# [Problem]
Please transcribe every record below exactly as it appears.
────────────────
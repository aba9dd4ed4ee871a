//! Drift detector against hand-built profiles.

use std::fs;
use std::sync::Arc;

use chrono::Utc;
use manasx_analysis::drift::{DriftDetector, DriftOptions, DriftResult};
use manasx_analysis::learning::consolidate;
use manasx_core::types::profile::{CommentDensity, PatternProfile, RawCounts};
use manasx_core::types::{NamingConvention, Severity};

fn camel_profile() -> PatternProfile {
    let mut profile = consolidate(RawCounts::default(), Utc::now());
    profile.recommendations.naming.variables = Some(NamingConvention::CamelCase);
    profile
}

fn detector(profile: PatternProfile, options: DriftOptions) -> DriftDetector {
    DriftDetector::new(Arc::new(profile), options)
}

// ─── Single file ────────────────────────────────────────────────────────

#[test]
fn empty_file_is_fully_compliant() {
    let d = detector(camel_profile(), DriftOptions::default());
    let result = d.analyze_content("src/empty.js", "");
    assert!(result.violations.is_empty());
    assert_eq!(result.compliance_score, 100);
    assert!(!result.drifted);
    assert_eq!(result.summary.total, 0);
}

#[test]
fn blocked_module_is_high_severity() {
    let d = detector(camel_profile(), DriftOptions::default());
    let result = d.analyze_content("src/run.js", "const cp = require('child_process');\n");
    assert_eq!(result.violations.len(), 1);
    assert_eq!(result.violations[0].severity, Severity::High);
    assert_eq!(result.violations[0].category, "blocked-module");
    assert_eq!(result.compliance_score, 90);
}

#[test]
fn info_violations_only_count_when_included() {
    let mut profile = camel_profile();
    profile.recommendations.architecture.common_folders = vec!["components".to_string()];

    let quiet = detector(profile.clone(), DriftOptions::default());
    let result = quiet.analyze_content("lib/x.js", "const a = 1;\n");
    assert!(result.violations.is_empty());
    assert_eq!(result.compliance_score, 100);

    let verbose = detector(
        profile,
        DriftOptions {
            include_info: true,
            ..DriftOptions::default()
        },
    );
    let result = verbose.analyze_content("lib/x.js", "const a = 1;\n");
    assert_eq!(result.violations.len(), 1);
    assert_eq!(result.violations[0].severity, Severity::Info);
    assert_eq!(result.compliance_score, 99);
}

#[test]
fn missing_comments_in_documented_project() {
    let mut profile = camel_profile();
    profile.recommendations.comments.density = Some(CommentDensity::High);
    let d = detector(profile, DriftOptions::default());

    let src = "const a = 1;\nconst b = 2;\nconst c = 3;\nconst d = 4;\nconst e = 5;\nconst f = 6;\n";
    let result = d.analyze_content("src/consts.js", src);
    assert_eq!(result.violations.len(), 1);
    assert_eq!(result.violations[0].kind, "comments");
    assert_eq!(result.violations[0].severity, Severity::Medium);

    // Short files are not judged on density.
    let result = d.analyze_content("src/short.js", "const a = 1;\n");
    assert!(result.violations.is_empty());
}

#[test]
fn violations_carry_context_and_bulk_suggestions() {
    let d = detector(camel_profile(), DriftOptions::default());
    let src = "let first_one = 1;\nlet okName = 2;\nlet second_one = 3;\n";
    let result = d.analyze_content("src/a.js", src);

    assert_eq!(result.violations.len(), 2);
    let ctx = result.violations[0].context.as_deref().unwrap();
    assert!(ctx.starts_with("> 1 | let first_one = 1;"));
    assert_eq!(result.suggestions.len(), 1);
    assert_eq!(result.suggestions[0].lines, vec![1, 3]);
    assert_eq!(result.summary.by_severity.get("low"), Some(&2));
}

#[test]
fn threshold_decides_drifted() {
    let d = detector(
        camel_profile(),
        DriftOptions {
            threshold: 99,
            ..DriftOptions::default()
        },
    );
    let result = d.analyze_content("src/a.js", "let bad_name = 1;\n");
    assert_eq!(result.compliance_score, 98);
    assert!(result.drifted);
}

// ─── Directories ────────────────────────────────────────────────────────

#[test]
fn directory_score_is_mean_of_files() {
    let dir = tempfile::tempdir().unwrap();
    fs::write(dir.path().join("a.js"), "const okName = 1;\n").unwrap();
    fs::write(
        dir.path().join("b.js"),
        "let a_b = 1;\nlet c_d = 2;\nlet e_f = 3;\nlet g_h = 4;\nlet i_j = 5;\n",
    )
    .unwrap();

    let d = detector(camel_profile(), DriftOptions::default());
    let result = d.detect_drift(dir.path()).unwrap();
    let DriftResult::Directory(dir_result) = result else {
        panic!("expected a directory result");
    };
    assert_eq!(dir_result.files_analyzed, 2);
    assert_eq!(dir_result.files[0].file, "a.js");
    assert_eq!(dir_result.files[0].compliance_score, 100);
    assert_eq!(dir_result.files[1].compliance_score, 90);
    assert_eq!(dir_result.overall_score, 95);
    assert_eq!(dir_result.drifted_files, 0);
}

#[test]
fn empty_directory_scores_100() {
    let dir = tempfile::tempdir().unwrap();
    let d = detector(camel_profile(), DriftOptions::default());
    let result = d.detect_directory(dir.path()).unwrap();
    assert_eq!(result.files_analyzed, 0);
    assert_eq!(result.overall_score, 100);
    assert!(!result.drifted);
}

#[test]
fn single_file_path_yields_file_result() {
    let dir = tempfile::tempdir().unwrap();
    let path = dir.path().join("one.js");
    fs::write(&path, "let bad_name = 1;\n").unwrap();
    let d = detector(camel_profile(), DriftOptions::default());
    match d.detect_drift(&path).unwrap() {
        DriftResult::File(f) => assert_eq!(f.compliance_score, 98),
        DriftResult::Directory(_) => panic!("expected a file result"),
    }
}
────────────────
# [Output]
repository aba9dd4ed4ee871a
//! Drift detector against hand-built profiles.

use std::fs;
use std::sync::Arc;

use chrono::Utc;
use manasx_analysis::drift::{DriftDetector, DriftOptions, DriftResult};
use manasx_analysis::learning::consolidate;
use manasx_core::types::profile::{CommentDensity, PatternProfile, RawCounts};
use manasx_core::types::{NamingConvention, Severity};

fn camel_profile() -> PatternProfile {
    let mut profile = consolidate(RawCounts::default(), Utc::now());
    profile.recommendations.naming.variables = Some(NamingConvention::CamelCase);
    profile
}

fn detector(profile: PatternProfile, options: DriftOptions) -> DriftDetector {
    DriftDetector::new(Arc::new(profile), options)
}

// ─── Single file ────────────────────────────────────────────────────────

#[test]
fn empty_file_is_fully_compliant() {
    let d = detector(camel_profile(), DriftOptions::default());
    let result = d.analyze_content("src/empty.js", "");
    assert!(result.violations.is_empty());
    assert_eq!(result.compliance_score, 100);
    assert!(!result.drifted);
    assert_eq!(result.summary.total, 0);
}

#[test]
fn blocked_module_is_high_severity() {
    let d = detector(camel_profile(), DriftOptions::default());
    let result = d.analyze_content("src/run.js", "const cp = require('child_process');\n");
    assert_eq!(result.violations.len(), 1);
    assert_eq!(result.violations[0].severity, Severity::High);
    assert_eq!(result.violations[0].category, "blocked-module");
    assert_eq!(result.compliance_score, 90);
}

#[test]
fn info_violations_only_count_when_included() {
    let mut profile = camel_profile();
    profile.recommendations.architecture.common_folders = vec!["components".to_string()];

    let quiet = detector(profile.clone(), DriftOptions::default());
    let result = quiet.analyze_content("lib/x.js", "const a = 1;\n");
    assert!(result.violations.is_empty());
    assert_eq!(result.compliance_score, 100);

    let verbose = detector(
        profile,
        DriftOptions {
            include_info: true,
            ..DriftOptions::default()
        },
    );
    let result = verbose.analyze_content("lib/x.js", "const a = 1;\n");
    assert_eq!(result.violations.len(), 1);
    assert_eq!(result.violations[0].severity, Severity::Info);
    assert_eq!(result.compliance_score, 99);
}

#[test]
fn missing_comments_in_documented_project() {
    let mut profile = camel_profile();
    profile.recommendations.comments.density = Some(CommentDensity::High);
    let d = detector(profile, DriftOptions::default());

    let src = "const a = 1;\nconst b = 2;\nconst c = 3;\nconst d = 4;\nconst e = 5;\nconst f = 6;\n";
    let result = d.analyze_content("src/consts.js", src);
    assert_eq!(result.violations.len(), 1);
    assert_eq!(result.violations[0].kind, "comments");
    assert_eq!(result.violations[0].severity, Severity::Medium);

    // Short files are not judged on density.
    let result = d.analyze_content("src/short.js", "const a = 1;\n");
    assert!(result.violations.is_empty());
}

#[test]
fn violations_carry_context_and_bulk_suggestions() {
    let d = detector(camel_profile(), DriftOptions::default());
    let src = "let first_one = 1;\nlet okName = 2;\nlet second_one = 3;\n";
    let result = d.analyze_content("src/a.js", src);

    assert_eq!(result.violations.len(), 2);
    let ctx = result.violations[0].context.as_deref().unwrap();
    assert!(ctx.starts_with("> 1 | let first_one = 1;"));
    assert_eq!(result.suggestions.len(), 1);
    assert_eq!(result.suggestions[0].lines, vec![1, 3]);
    assert_eq!(result.summary.by_severity.get("low"), Some(&2));
}

#[test]
fn threshold_decides_drifted() {
    let d = detector(
        camel_profile(),
        DriftOptions {
            threshold: 99,
            ..DriftOptions::default()
        },
    );
    let result = d.analyze_content("src/a.js", "let bad_name = 1;\n");
    assert_eq!(result.compliance_score, 98);
    assert!(result.drifted);
}

// ─── Directories ────────────────────────────────────────────────────────

#[test]
fn directory_score_is_mean_of_files() {
    let dir = tempfile::tempdir().unwrap();
    fs::write(dir.path().join("a.js"), "const okName = 1;\n").unwrap();
    fs::write(
        dir.path().join("b.js"),
        "let a_b = 1;\nlet c_d = 2;\nlet e_f = 3;\nlet g_h = 4;\nlet i_j = 5;\n",
    )
    .unwrap();

    let d = detector(camel_profile(), DriftOptions::default());
    let result = d.detect_drift(dir.path()).unwrap();
    let DriftResult::Directory(dir_result) = result else {
        panic!("expected a directory result");
    };
    assert_eq!(dir_result.files_analyzed, 2);
    assert_eq!(dir_result.files[0].file, "a.js");
    assert_eq!(dir_result.files[0].compliance_score, 100);
    assert_eq!(dir_result.files[1].compliance_score, 90);
    assert_eq!(dir_result.overall_score, 95);
    assert_eq!(dir_result.drifted_files, 0);
}

#[test]
fn empty_directory_scores_100() {
    let dir = tempfile::tempdir().unwrap();
    let d = detector(camel_profile(), DriftOptions::default());
    let result = d.detect_directory(dir.path()).unwrap();
    assert_eq!(result.files_analyzed, 0);
    assert_eq!(result.overall_score, 100);
    assert!(!result.drifted);
}

#[test]
fn single_file_path_yields_file_result() {
    let dir = tempfile::tempdir().unwrap();
    let path = dir.path().join("one.js");
    fs::write(&path, "let bad_name = 1;\n").unwrap();
    let d = detector(camel_profile(), DriftOptions::default());
    match d.detect_drift(&path).unwrap() {
        DriftResult::File(f) => assert_eq!(f.compliance_score, 98),
        DriftResult::Directory(_) => panic!("expected a file result"),
    }
}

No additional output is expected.